Although I grew up in the heyday of Sesame Street (early 1970s), I don't recall "Roosevelt Franklin" -- IanEye ("I & I"? Bob Marley?) has done me a service by shocking me into awareness on this matter. Does Roosevelt Franklin still exist?

Until Joe H. mentioned it, I was also unaware of "The Magic Pudding." I looked it up, expecting a hallucinogenic reference. Hmmm.
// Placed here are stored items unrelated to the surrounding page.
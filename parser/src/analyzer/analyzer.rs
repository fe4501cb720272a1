use crate::decoder::{DecoderStats, Record};

pub trait Analyzer {
    fn process(&mut self, record: &Record);
    /// Line counters of the decoder that fed `process`, reported once before
    /// [`Analyzer::finish`].
    fn decoder_finished(&mut self, _stats: DecoderStats) {}
    fn finish(&mut self);
}
use serde::{Deserialize, Serialize};
use std::borrow::Borrow;
use std::fmt;

pub use chrono::{DateTime, Utc};

/// Absolute simulation time of a record.
pub type Timestamp = DateTime<Utc>;

/// Meters per nautical mile.
pub const NM_TO_METERS: f64 = 1852.0;

/// Identifier of a telemetry object as it appears on the wire.
///
/// Identifiers are opaque and case-sensitive. The literal `0` addresses the
/// global object and is remapped to [`ObjectId::GLOBAL`] by the decoder.
#[derive(Debug, Default, Clone, PartialEq, Eq, Hash, PartialOrd, Ord, Serialize, Deserialize)]
#[serde(transparent)]
pub struct ObjectId(String);

impl ObjectId {
    pub const GLOBAL: &'static str = "global";

    pub fn new(raw: impl Into<String>) -> Self {
        ObjectId(raw.into())
    }

    pub fn global() -> Self {
        ObjectId(Self::GLOBAL.to_string())
    }

    pub fn is_global(&self) -> bool {
        self.0 == Self::GLOBAL
    }

    pub fn as_str(&self) -> &str {
        &self.0
    }
}

impl fmt::Display for ObjectId {
    fn fmt(&self, f: &mut fmt::Formatter<'_>) -> fmt::Result {
        f.write_str(&self.0)
    }
}

impl Borrow<str> for ObjectId {
    fn borrow(&self) -> &str {
        &self.0
    }
}

impl From<&str> for ObjectId {
    fn from(v: &str) -> Self {
        ObjectId(v.to_string())
    }
}

impl From<String> for ObjectId {
    fn from(v: String) -> Self {
        ObjectId(v)
    }
}

/// Planar world position in meters (ACMI `U`/`V`, flat-world coordinates).
/// U grows east, V grows north.
#[derive(Debug, Default, Clone, Copy, PartialEq, Serialize, Deserialize)]
pub struct WorldPos {
    pub u: f64,
    pub v: f64,
}

impl WorldPos {
    pub const ORIGIN: WorldPos = WorldPos { u: 0.0, v: 0.0 };

    pub fn new(u: f64, v: f64) -> Self {
        WorldPos { u, v }
    }

    pub fn distance_squared(self, other: WorldPos) -> f64 {
        let du = other.u - self.u;
        let dv = other.v - self.v;
        du * du + dv * dv
    }

    /// Range to `other` in nautical miles.
    pub fn range_nm(self, other: WorldPos) -> f64 {
        self.distance_squared(other).sqrt() / NM_TO_METERS
    }

    /// True bearing from `self` to `other` in degrees, in `[0, 360)`.
    pub fn bearing_to(self, other: WorldPos) -> f64 {
        let bearing = (other.u - self.u).atan2(other.v - self.v).to_degrees();
        bearing.rem_euclid(360.0)
    }
}

impl From<(f64, f64)> for WorldPos {
    fn from((u, v): (f64, f64)) -> Self {
        WorldPos { u, v }
    }
}

/// RGBA color with channels normalized to `[0, 1]`.
pub type Rgba = [f32; 4];
//! SQLite-backed transaction store with embedded migrations.
//!
//! One connection is shared by every ingestion task behind a mutex. The
//! business-key UNIQUE index (migration 0002) makes inserts idempotent even
//! when two tasks pass the existence check for the same row concurrently.

use rusqlite::types::Type;
use rusqlite::{params, params_from_iter, Connection, OptionalExtension};
use serde::Serialize;
use statements_core::{Bank, BusinessKey, ResolvedTransaction};
use std::path::{Path, PathBuf};
use std::sync::{Mutex, MutexGuard};
use tracing::{debug, info};

use crate::store::{InsertOutcome, StorageError, TransactionStore};

const MIGRATIONS: &[(&str, &str)] = &[
    ("0001_init.sql", include_str!("../migrations/0001_init.sql")),
    (
        "0002_business_key_unique.sql",
        include_str!("../migrations/0002_business_key_unique.sql"),
    ),
];

const EXISTS_SQL: &str = r#"
    SELECT EXISTS(
        SELECT 1 FROM transactions
        WHERE account_number = ?1
          AND date = ?2
          AND debit = ?3
          AND credit = ?4
          AND document_number = ?5
          AND payment_description = ?6
          AND debit_account = ?7
          AND credit_account = ?8
          AND inn = ?9
          AND name = ?10
          AND inn_c = ?11
          AND name_c = ?12
    )
"#;

const INSERT_SQL: &str = r#"
    INSERT INTO transactions (
        account_number, bank, date, debit_account, credit_account, debit, credit,
        inn, name, inn_c, name_c, document_number, payment_description
    ) VALUES (?1, ?2, ?3, ?4, ?5, ?6, ?7, ?8, ?9, ?10, ?11, ?12, ?13)
    ON CONFLICT DO NOTHING
"#;

#[derive(Debug, Clone, Serialize)]
pub struct MigrateResult {
    pub applied_now: Vec<String>,
    pub skipped: Vec<String>,
}

#[derive(Debug, Clone, Serialize)]
pub struct DbStatus {
    pub db_path: Option<String>,
    pub applied_versions: Vec<String>,
    pub pending_versions: Vec<String>,
    pub transaction_count: u64,
}

impl DbStatus {
    pub fn ready(&self) -> bool {
        self.pending_versions.is_empty()
    }
}

#[derive(Debug)]
pub struct SqliteStore {
    conn: Mutex<Connection>,
    path: Option<PathBuf>,
}

impl SqliteStore {
    /// Open (creating if needed) the database file at `path`.
    pub fn open(path: impl AsRef<Path>) -> Result<Self, StorageError> {
        let path = path.as_ref();
        if let Some(parent) = path.parent().filter(|p| !p.as_os_str().is_empty()) {
            std::fs::create_dir_all(parent).map_err(|source| StorageError::Directory {
                path: parent.display().to_string(),
                source,
            })?;
        }
        let conn = Connection::open(path)?;
        conn.busy_timeout(std::time::Duration::from_secs(5))?;
        info!(db = %path.display(), "opened transaction store");
        Ok(Self {
            conn: Mutex::new(conn),
            path: Some(path.to_path_buf()),
        })
    }

    pub fn open_in_memory() -> Result<Self, StorageError> {
        Ok(Self {
            conn: Mutex::new(Connection::open_in_memory()?),
            path: None,
        })
    }

    fn lock(&self) -> Result<MutexGuard<'_, Connection>, StorageError> {
        self.conn.lock().map_err(|_| StorageError::Poisoned)
    }

    fn ensure_migrations_table(conn: &Connection) -> Result<(), StorageError> {
        conn.execute_batch(
            r#"
            CREATE TABLE IF NOT EXISTS schema_migrations (
                version    TEXT PRIMARY KEY,
                applied_at TEXT NOT NULL DEFAULT (datetime('now'))
            );
            "#,
        )?;
        Ok(())
    }

    fn applied_versions(conn: &Connection) -> Result<Vec<String>, StorageError> {
        let mut stmt = conn.prepare("SELECT version FROM schema_migrations ORDER BY version")?;
        let rows = stmt.query_map([], |row| row.get::<_, String>(0))?;
        let mut out = Vec::new();
        for r in rows {
            out.push(r?);
        }
        Ok(out)
    }

    /// Apply every embedded migration not yet recorded in `schema_migrations`.
    pub fn migrate(&self) -> Result<MigrateResult, StorageError> {
        let mut conn = self.lock()?;
        Self::ensure_migrations_table(&conn)?;
        let applied = Self::applied_versions(&conn)?;

        let mut result = MigrateResult {
            applied_now: Vec::new(),
            skipped: Vec::new(),
        };

        for (version, sql) in MIGRATIONS {
            if applied.iter().any(|v| v == version) {
                result.skipped.push(version.to_string());
                continue;
            }
            let migration_err = |source| StorageError::Migration {
                version: version.to_string(),
                source,
            };
            let tx = conn.transaction().map_err(migration_err)?;
            tx.execute_batch(sql).map_err(migration_err)?;
            tx.execute(
                "INSERT INTO schema_migrations (version) VALUES (?1)",
                params![version],
            )
            .map_err(migration_err)?;
            tx.commit().map_err(migration_err)?;
            info!(version, "applied migration");
            result.applied_now.push(version.to_string());
        }

        Ok(result)
    }

    pub fn status(&self) -> Result<DbStatus, StorageError> {
        let conn = self.lock()?;
        Self::ensure_migrations_table(&conn)?;
        let applied_versions = Self::applied_versions(&conn)?;
        let pending_versions = MIGRATIONS
            .iter()
            .map(|(v, _)| v.to_string())
            .filter(|v| !applied_versions.contains(v))
            .collect();

        let has_table: Option<String> = conn
            .query_row(
                "SELECT name FROM sqlite_master WHERE type='table' AND name='transactions'",
                [],
                |row| row.get(0),
            )
            .optional()?;
        let transaction_count = match has_table {
            Some(_) => Self::count_rows(&conn)?,
            None => 0,
        };

        Ok(DbStatus {
            db_path: self.path.as_ref().map(|p| p.display().to_string()),
            applied_versions,
            pending_versions,
            transaction_count,
        })
    }

    fn count_rows(conn: &Connection) -> Result<u64, StorageError> {
        let n: i64 = conn.query_row("SELECT COUNT(*) FROM transactions", [], |r| r.get(0))?;
        Ok(u64::try_from(n).unwrap_or(0))
    }

    /// Stored rows for one account, oldest first.
    pub fn transactions_for_account(
        &self,
        account_number: &str,
    ) -> Result<Vec<ResolvedTransaction>, StorageError> {
        let conn = self.lock()?;
        let mut stmt = conn.prepare(
            r#"
            SELECT account_number, bank, date, debit_account, credit_account, debit, credit,
                   inn, name, inn_c, name_c, document_number, payment_description
            FROM transactions
            WHERE account_number = ?1
            ORDER BY date, id
            "#,
        )?;
        let rows = stmt.query_map(params![account_number], |row| {
            let tag: String = row.get(1)?;
            let bank = Bank::from_tag(&tag)
                .map_err(|e| rusqlite::Error::FromSqlConversionFailure(1, Type::Text, Box::new(e)))?;
            Ok(ResolvedTransaction {
                account_number: row.get(0)?,
                bank,
                date: row.get(2)?,
                debit_account: row.get(3)?,
                credit_account: row.get(4)?,
                debit: row.get(5)?,
                credit: row.get(6)?,
                inn: row.get(7)?,
                name: row.get(8)?,
                inn_c: row.get(9)?,
                name_c: row.get(10)?,
                document_number: row.get(11)?,
                payment_description: row.get(12)?,
            })
        })?;

        let mut out = Vec::new();
        for r in rows {
            out.push(r?);
        }
        Ok(out)
    }
}

impl TransactionStore for SqliteStore {
    fn exists(&self, key: &BusinessKey) -> Result<bool, StorageError> {
        let conn = self.lock()?;
        let found = conn.query_row(EXISTS_SQL, params_from_iter(key.columns()), |row| {
            row.get::<_, bool>(0)
        })?;
        Ok(found)
    }

    fn insert(&self, tx: &ResolvedTransaction) -> Result<InsertOutcome, StorageError> {
        let conn = self.lock()?;
        let changed = conn.execute(
            INSERT_SQL,
            params![
                tx.account_number,
                tx.bank.tag(),
                tx.date,
                tx.debit_account,
                tx.credit_account,
                tx.debit,
                tx.credit,
                tx.inn,
                tx.name,
                tx.inn_c,
                tx.name_c,
                tx.document_number,
                tx.payment_description,
            ],
        )?;
        debug!(account = %tx.account_number, changed, "insert executed");
        Ok(if changed == 0 {
            InsertOutcome::Duplicate
        } else {
            InsertOutcome::Inserted
        })
    }

    fn count(&self) -> Result<u64, StorageError> {
        let conn = self.lock()?;
        Self::count_rows(&conn)
    }
}
//! Adapter for the external extraction step.
//!
//! The extractor turns one statement file into per-account raw rows plus the
//! detected bank tag. The bundled implementation shells out to a script and
//! reads a JSON document from its stdout:
//!
//! ```json
//! {
//!   "account_transactions": { "40702810...": [ { "date": "05.03.2024", ... } ] },
//!   "statement_type": "СБЕР",
//!   "first_page_text": "..."
//! }
//! ```
//!
//! Partial output is never used: any failure discards the whole file.

use serde::Deserialize;
use serde_json::{Map, Value};
use statements_core::RawRecord;
use std::path::{Path, PathBuf};
use std::process::{Command, ExitStatus, Stdio};
use thiserror::Error;
use tracing::{debug, info, warn};

/// Structured rows extracted from one statement file.
#[derive(Debug, Clone, Default, PartialEq)]
pub struct Extraction {
    /// (own account, raw rows) in the order the statement lists them
    pub accounts: Vec<(String, Vec<RawRecord>)>,
    /// Detected bank tag, e.g. "СБЕР"
    pub statement_type: String,
    pub first_page_text: String,
}

impl Extraction {
    pub fn record_count(&self) -> usize {
        self.accounts.iter().map(|(_, rows)| rows.len()).sum()
    }
}

#[derive(Debug, Error)]
pub enum ExtractionError {
    #[error("statement path is empty")]
    EmptyPath,

    #[error("failed to start extractor for {path}: {source}")]
    Spawn {
        path: String,
        #[source]
        source: std::io::Error,
    },

    #[error("failed to read {path}: {source}")]
    Read {
        path: String,
        #[source]
        source: std::io::Error,
    },

    #[error("extractor exited with {status} for {path}; stderr: {stderr}")]
    Process {
        path: String,
        status: ExitStatus,
        stderr: String,
    },

    #[error("extractor output for {path} is not JSON: {snippet}")]
    NotJson { path: String, snippet: String },

    #[error("malformed extractor output for {path}: {source}")]
    Malformed {
        path: String,
        #[source]
        source: serde_json::Error,
    },
}

/// Produces structured rows for one statement file.
pub trait Extractor: Send + Sync {
    fn extract(&self, path: &Path) -> Result<Extraction, ExtractionError>;
}

#[derive(Debug, Deserialize)]
struct ExtractionDocument {
    #[serde(default)]
    account_transactions: Map<String, Value>,
    #[serde(default)]
    statement_type: String,
    #[serde(default)]
    first_page_text: String,
}

fn snippet(text: &str) -> String {
    const MAX: usize = 200;
    match text.char_indices().nth(MAX) {
        Some((idx, _)) => format!("{}...", &text[..idx]),
        None => text.to_string(),
    }
}

/// Decode extractor output. `path` only labels errors.
pub fn parse_extraction(path: &Path, output: &str) -> Result<Extraction, ExtractionError> {
    let label = path.display().to_string();
    let output = output.trim();
    if !output.starts_with('{') {
        return Err(ExtractionError::NotJson {
            path: label,
            snippet: snippet(output),
        });
    }

    let malformed = |source| ExtractionError::Malformed {
        path: label.clone(),
        source,
    };

    let doc: ExtractionDocument = serde_json::from_str(output).map_err(malformed)?;

    let mut accounts = Vec::with_capacity(doc.account_transactions.len());
    for (account, rows) in doc.account_transactions {
        let rows: Vec<RawRecord> = serde_json::from_value(rows).map_err(malformed)?;
        accounts.push((account, rows));
    }

    Ok(Extraction {
        accounts,
        statement_type: doc.statement_type,
        first_page_text: doc.first_page_text,
    })
}

/// Runs `<interpreter> <script> <statement path>` and decodes its stdout.
#[derive(Debug, Clone)]
pub struct ScriptExtractor {
    interpreter: String,
    script: PathBuf,
}

impl ScriptExtractor {
    pub fn new(interpreter: impl Into<String>, script: impl Into<PathBuf>) -> Self {
        Self {
            interpreter: interpreter.into(),
            script: script.into(),
        }
    }
}

impl Extractor for ScriptExtractor {
    fn extract(&self, path: &Path) -> Result<Extraction, ExtractionError> {
        if path.as_os_str().is_empty() {
            return Err(ExtractionError::EmptyPath);
        }
        let label = path.display().to_string();
        info!(file = %label, interpreter = %self.interpreter, "running extractor");

        let output = Command::new(&self.interpreter)
            .arg(&self.script)
            .arg(path)
            .stdin(Stdio::null())
            .output()
            .map_err(|source| ExtractionError::Spawn {
                path: label.clone(),
                source,
            })?;

        let stderr = String::from_utf8_lossy(&output.stderr).trim().to_string();
        if !output.status.success() {
            return Err(ExtractionError::Process {
                path: label,
                status: output.status,
                stderr,
            });
        }
        if !stderr.is_empty() {
            warn!(file = %label, "extractor stderr: {stderr}");
        }

        let stdout = String::from_utf8_lossy(&output.stdout);
        debug!(file = %label, bytes = stdout.len(), "extractor finished");
        parse_extraction(path, &stdout)
    }
}

/// Treats each input file as an already-extracted JSON document.
#[derive(Debug, Clone, Copy, Default)]
pub struct JsonExtractor;

impl Extractor for JsonExtractor {
    fn extract(&self, path: &Path) -> Result<Extraction, ExtractionError> {
        if path.as_os_str().is_empty() {
            return Err(ExtractionError::EmptyPath);
        }
        let text = std::fs::read_to_string(path).map_err(|source| ExtractionError::Read {
            path: path.display().to_string(),
            source,
        })?;
        parse_extraction(path, &text)
    }
}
Hasn't been keyword hijacked yet?

Fictional heroes:

Atticus Finch

Nancy Thompson

Alexander Cutter and Richard Bone

Sherlock Holmes

Hamlet

Additional personal heroes:

Clarence Darrow

Evo Morales

Peter Garrett

Huey Long

Dennis Kucinich

John Steinbeck

Louis Tackwood, the real hero of Watergate

Gary Webb

Alan J. Pakula

Peter Weir

Salvador Allende

Special mention:

Frank Serpico, when asked by Al Pacino why he became a whistleblower on the NYPD (and was subsequently shot in the face for his trouble), Serpico told Pacino: "Well, Al, I don't know. I guess I would have to say it would be because ... if I didn't, who would I be when I listened to a piece of music?"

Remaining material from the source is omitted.